▶ [Assignment]: Every line that contains the word "String" is to be copied from the listing.

┌─ Records shown

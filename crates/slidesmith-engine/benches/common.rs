// Shared by the bench targets in this directory; each one only uses part of it.
#[allow(dead_code)]
pub fn generate_deck(slides: usize) -> String {
    let body: Vec<String> = (1..=slides)
        .map(|n| {
            format!(
                r#"<div class="slide">
        <h1>Slide {n}</h1>
        <ul>
            <li>Point one</li>
            <li class="highlight">Point two</li>
        </ul>
        <div class="footer">
            2025年9月 - スライド {n}/{slides}
        </div>
    </div>"#
            )
        })
        .collect();
    format!(
        "<!DOCTYPE html>\n<html>\n<head>\n    <link rel=\"stylesheet\" href=\"css/slide-styles.css\">\n</head>\n<body>\n    {}\n</body>\n</html>",
        body.join("\n\n    ")
    )
}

└─

▶ [Exercise solution]:
pub fn generate_deck(slides: usize) -> String {
    let body: Vec<String> = (1..=slides)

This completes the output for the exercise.